Work to be completed —
From the entries, copy every line that carries the string "struct".

(Stored items)
────────────────

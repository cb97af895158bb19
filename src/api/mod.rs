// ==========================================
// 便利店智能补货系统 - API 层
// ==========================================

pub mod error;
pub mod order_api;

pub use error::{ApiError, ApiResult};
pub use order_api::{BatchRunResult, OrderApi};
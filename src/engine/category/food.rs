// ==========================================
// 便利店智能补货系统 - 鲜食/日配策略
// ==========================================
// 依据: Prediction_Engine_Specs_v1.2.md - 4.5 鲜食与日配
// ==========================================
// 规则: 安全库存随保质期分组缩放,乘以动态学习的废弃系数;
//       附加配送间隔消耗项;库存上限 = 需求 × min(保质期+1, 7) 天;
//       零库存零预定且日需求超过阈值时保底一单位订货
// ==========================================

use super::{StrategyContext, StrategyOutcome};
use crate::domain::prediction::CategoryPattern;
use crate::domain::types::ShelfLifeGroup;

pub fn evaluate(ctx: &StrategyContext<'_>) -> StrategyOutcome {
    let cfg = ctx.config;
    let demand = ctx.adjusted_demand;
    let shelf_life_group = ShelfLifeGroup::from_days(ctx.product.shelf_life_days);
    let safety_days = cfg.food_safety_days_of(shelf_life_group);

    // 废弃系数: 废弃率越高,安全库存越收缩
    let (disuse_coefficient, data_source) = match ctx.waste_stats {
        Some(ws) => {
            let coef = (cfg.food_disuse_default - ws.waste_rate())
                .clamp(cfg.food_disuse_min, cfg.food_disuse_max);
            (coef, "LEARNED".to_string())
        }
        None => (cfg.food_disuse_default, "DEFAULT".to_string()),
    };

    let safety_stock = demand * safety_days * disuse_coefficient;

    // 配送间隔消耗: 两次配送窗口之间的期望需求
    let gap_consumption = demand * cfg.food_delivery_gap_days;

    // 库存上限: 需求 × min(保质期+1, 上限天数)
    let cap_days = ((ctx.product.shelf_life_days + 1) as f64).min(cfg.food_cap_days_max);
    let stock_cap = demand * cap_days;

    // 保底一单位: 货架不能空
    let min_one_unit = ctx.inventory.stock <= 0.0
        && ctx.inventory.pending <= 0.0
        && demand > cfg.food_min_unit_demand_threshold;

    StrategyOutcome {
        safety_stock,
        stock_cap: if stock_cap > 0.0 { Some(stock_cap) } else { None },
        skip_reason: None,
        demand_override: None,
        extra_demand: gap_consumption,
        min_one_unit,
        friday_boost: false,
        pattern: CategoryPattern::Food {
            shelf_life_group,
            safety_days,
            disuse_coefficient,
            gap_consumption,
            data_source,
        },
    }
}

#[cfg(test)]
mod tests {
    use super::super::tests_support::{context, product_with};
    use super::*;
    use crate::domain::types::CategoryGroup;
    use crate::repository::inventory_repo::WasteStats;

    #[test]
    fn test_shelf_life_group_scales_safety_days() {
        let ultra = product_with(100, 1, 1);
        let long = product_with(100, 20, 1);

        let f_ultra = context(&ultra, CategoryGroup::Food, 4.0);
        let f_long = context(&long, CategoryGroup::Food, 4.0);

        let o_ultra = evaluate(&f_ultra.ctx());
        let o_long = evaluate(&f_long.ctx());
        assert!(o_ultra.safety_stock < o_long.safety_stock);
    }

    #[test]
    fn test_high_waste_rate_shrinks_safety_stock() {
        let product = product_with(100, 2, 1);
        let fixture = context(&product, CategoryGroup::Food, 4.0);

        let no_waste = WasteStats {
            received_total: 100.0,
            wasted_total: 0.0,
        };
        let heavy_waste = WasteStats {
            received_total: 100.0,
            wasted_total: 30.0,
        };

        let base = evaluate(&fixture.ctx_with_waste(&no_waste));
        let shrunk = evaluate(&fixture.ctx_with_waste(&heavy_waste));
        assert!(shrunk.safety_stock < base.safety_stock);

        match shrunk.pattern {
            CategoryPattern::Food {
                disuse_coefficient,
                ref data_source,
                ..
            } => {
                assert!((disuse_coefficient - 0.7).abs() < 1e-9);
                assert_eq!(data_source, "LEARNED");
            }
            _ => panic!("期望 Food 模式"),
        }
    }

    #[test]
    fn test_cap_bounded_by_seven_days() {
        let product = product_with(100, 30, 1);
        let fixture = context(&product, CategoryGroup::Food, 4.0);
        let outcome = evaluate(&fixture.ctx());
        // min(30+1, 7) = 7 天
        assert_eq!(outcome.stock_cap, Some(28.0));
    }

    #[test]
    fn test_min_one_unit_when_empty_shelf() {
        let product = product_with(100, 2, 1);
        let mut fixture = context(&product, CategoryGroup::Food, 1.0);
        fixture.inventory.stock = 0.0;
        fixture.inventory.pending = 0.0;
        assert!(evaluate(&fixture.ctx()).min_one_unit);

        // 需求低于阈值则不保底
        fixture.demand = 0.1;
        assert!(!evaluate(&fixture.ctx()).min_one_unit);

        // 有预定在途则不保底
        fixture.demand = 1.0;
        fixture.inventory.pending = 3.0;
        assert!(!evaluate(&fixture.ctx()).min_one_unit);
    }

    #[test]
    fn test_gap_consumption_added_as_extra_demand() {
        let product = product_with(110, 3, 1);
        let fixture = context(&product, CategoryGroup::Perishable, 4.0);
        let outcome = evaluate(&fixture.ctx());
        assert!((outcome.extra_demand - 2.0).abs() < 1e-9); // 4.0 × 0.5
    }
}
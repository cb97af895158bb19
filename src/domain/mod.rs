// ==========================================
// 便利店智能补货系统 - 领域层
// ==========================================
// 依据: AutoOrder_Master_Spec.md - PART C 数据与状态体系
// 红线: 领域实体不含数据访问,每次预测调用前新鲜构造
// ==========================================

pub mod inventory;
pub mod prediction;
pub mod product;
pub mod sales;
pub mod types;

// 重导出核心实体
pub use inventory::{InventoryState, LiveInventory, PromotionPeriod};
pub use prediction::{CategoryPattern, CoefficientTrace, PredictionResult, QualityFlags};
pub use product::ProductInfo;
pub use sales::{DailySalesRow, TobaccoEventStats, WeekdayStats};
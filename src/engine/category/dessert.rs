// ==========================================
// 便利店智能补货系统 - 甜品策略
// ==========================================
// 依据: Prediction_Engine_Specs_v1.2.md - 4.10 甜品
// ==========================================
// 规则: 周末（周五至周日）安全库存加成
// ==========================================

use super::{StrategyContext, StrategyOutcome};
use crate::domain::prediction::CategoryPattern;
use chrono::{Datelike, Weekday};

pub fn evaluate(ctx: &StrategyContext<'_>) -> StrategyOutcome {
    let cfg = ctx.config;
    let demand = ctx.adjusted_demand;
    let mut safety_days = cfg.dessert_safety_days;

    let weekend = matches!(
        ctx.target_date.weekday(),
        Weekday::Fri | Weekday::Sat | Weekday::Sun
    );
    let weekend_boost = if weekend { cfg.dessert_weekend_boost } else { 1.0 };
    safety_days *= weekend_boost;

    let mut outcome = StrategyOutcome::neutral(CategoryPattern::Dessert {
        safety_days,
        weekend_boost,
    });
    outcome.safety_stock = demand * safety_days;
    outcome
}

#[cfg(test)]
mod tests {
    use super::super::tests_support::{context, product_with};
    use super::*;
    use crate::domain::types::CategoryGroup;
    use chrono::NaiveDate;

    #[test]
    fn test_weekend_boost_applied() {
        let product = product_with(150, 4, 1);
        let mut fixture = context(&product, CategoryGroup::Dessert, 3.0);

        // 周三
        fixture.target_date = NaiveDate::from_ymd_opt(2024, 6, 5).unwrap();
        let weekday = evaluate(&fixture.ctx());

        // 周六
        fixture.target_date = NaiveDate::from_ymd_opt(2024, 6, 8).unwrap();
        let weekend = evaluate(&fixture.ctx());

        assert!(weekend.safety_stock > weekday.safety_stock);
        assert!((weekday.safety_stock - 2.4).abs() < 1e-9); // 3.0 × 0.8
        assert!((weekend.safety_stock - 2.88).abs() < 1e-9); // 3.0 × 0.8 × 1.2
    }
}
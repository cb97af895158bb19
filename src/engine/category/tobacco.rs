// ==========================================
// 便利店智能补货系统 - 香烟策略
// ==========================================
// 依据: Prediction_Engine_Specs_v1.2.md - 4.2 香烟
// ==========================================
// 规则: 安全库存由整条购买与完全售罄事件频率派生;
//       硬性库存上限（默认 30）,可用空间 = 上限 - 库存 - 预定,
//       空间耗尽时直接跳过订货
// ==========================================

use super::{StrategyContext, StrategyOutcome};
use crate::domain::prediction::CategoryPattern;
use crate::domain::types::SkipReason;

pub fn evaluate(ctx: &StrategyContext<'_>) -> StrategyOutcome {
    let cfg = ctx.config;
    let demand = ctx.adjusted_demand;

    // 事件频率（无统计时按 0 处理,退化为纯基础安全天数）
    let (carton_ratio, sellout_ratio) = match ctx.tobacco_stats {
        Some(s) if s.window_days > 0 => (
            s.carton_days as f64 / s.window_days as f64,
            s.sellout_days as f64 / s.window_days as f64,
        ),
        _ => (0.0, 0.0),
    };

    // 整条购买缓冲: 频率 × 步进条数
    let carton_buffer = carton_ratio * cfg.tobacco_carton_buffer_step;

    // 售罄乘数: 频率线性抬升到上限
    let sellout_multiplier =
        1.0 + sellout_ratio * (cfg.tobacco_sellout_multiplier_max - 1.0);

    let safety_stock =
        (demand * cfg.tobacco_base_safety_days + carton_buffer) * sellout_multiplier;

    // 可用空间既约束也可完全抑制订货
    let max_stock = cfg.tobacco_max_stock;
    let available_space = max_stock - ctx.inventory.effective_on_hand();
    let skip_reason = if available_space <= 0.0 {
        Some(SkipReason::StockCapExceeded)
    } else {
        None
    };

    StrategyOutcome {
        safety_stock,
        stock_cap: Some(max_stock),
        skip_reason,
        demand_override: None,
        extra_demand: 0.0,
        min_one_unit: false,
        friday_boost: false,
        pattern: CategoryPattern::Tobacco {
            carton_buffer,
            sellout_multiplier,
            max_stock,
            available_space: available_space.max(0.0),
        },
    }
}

────────────────

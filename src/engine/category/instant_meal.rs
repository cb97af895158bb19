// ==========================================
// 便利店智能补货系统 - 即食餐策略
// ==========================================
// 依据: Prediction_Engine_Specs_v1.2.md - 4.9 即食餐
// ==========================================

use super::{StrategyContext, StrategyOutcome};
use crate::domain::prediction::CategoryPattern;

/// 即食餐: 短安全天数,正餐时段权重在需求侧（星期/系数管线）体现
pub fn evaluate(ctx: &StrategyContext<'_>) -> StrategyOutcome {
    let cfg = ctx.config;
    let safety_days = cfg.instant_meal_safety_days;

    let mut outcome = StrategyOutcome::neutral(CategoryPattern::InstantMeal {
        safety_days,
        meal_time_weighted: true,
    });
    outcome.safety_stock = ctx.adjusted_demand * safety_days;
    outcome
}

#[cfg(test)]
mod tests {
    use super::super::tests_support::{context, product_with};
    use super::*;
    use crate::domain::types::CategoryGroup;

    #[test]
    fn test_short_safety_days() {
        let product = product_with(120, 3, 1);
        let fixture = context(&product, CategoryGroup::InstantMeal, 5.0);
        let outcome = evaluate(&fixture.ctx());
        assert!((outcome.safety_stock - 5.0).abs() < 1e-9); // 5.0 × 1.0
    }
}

────────────────

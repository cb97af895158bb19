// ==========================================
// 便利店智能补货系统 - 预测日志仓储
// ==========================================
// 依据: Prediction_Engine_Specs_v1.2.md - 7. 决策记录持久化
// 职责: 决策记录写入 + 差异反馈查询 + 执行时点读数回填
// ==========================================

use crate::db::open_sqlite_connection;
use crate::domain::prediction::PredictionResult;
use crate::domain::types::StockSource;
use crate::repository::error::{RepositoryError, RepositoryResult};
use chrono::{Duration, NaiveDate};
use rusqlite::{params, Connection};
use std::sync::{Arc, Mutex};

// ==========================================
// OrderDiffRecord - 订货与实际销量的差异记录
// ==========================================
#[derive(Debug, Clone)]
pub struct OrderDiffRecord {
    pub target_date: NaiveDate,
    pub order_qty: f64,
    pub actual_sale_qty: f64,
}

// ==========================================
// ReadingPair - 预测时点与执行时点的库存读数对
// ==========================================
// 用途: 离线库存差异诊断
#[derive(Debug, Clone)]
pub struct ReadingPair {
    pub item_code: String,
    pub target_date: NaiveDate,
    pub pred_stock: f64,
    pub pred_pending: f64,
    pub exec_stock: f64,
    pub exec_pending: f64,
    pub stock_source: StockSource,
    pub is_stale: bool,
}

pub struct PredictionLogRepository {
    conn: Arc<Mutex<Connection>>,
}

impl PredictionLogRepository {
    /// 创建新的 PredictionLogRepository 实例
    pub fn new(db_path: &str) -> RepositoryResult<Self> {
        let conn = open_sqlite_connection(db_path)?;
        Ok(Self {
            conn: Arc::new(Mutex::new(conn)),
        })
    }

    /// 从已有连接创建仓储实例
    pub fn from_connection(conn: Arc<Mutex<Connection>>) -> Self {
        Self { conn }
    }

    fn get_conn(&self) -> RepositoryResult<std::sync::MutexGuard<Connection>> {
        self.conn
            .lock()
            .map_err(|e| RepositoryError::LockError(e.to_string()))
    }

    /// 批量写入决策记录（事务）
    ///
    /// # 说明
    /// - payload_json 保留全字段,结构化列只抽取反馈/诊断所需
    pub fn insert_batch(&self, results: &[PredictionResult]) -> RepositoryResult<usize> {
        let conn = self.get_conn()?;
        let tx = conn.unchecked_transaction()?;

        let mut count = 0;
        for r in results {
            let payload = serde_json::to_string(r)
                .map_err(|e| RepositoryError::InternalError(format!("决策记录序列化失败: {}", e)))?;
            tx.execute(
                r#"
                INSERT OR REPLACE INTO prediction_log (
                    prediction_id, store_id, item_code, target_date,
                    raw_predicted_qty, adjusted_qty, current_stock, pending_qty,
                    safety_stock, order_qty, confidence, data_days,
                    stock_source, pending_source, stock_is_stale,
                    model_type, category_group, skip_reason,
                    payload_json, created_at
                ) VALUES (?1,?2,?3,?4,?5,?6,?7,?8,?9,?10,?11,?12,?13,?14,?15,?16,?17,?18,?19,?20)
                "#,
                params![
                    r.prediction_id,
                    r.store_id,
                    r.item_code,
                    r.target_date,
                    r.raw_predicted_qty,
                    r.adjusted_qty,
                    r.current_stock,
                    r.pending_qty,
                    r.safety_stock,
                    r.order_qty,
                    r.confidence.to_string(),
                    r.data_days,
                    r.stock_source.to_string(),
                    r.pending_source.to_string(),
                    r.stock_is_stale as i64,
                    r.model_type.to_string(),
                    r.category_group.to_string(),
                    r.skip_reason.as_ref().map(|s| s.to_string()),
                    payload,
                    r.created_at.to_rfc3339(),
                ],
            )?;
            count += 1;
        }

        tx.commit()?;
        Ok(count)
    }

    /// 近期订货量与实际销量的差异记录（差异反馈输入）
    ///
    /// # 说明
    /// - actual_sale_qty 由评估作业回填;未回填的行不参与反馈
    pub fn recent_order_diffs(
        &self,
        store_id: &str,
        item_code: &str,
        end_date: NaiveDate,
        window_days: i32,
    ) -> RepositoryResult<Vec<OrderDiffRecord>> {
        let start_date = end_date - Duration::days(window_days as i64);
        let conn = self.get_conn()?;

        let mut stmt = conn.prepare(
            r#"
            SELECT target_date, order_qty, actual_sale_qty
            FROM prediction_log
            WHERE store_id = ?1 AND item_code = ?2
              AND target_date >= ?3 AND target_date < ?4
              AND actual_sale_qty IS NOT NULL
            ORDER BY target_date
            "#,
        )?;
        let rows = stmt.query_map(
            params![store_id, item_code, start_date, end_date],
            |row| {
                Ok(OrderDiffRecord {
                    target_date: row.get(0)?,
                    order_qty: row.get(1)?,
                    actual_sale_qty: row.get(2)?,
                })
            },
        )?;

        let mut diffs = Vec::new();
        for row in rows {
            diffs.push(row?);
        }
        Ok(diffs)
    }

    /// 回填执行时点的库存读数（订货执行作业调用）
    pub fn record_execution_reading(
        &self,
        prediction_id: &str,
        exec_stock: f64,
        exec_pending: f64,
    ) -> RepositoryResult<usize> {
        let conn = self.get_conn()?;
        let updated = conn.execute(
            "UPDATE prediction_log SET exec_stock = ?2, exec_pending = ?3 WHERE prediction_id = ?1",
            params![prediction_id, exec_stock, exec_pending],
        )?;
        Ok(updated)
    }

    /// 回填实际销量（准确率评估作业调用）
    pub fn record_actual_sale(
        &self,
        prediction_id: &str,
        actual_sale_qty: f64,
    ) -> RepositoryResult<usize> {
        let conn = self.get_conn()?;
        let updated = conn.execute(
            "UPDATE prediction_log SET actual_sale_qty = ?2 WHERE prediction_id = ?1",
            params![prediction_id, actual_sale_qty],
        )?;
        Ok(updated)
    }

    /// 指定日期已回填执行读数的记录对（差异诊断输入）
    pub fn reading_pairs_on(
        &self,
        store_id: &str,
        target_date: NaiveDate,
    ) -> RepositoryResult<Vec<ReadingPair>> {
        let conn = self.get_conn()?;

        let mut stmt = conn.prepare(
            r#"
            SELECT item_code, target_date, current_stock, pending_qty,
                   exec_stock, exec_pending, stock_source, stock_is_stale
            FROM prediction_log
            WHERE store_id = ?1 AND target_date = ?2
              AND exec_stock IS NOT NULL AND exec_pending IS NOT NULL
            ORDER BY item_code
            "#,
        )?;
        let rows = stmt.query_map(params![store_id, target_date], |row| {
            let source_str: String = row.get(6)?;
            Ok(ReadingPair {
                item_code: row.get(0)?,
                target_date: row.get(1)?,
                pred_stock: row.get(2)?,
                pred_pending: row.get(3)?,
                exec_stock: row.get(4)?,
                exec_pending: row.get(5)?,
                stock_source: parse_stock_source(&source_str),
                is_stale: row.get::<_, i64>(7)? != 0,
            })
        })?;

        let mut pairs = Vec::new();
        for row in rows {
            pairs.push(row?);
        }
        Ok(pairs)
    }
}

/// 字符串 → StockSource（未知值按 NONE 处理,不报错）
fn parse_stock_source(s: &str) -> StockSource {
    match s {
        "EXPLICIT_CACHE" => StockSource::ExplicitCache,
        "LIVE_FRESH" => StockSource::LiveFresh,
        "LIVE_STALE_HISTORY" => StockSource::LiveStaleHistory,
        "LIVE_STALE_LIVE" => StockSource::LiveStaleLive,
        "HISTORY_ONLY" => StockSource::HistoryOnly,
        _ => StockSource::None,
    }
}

────────────────

Written answer —
pub struct OrderDiffRecord {
pub struct ReadingPair {
pub struct PredictionLogRepository {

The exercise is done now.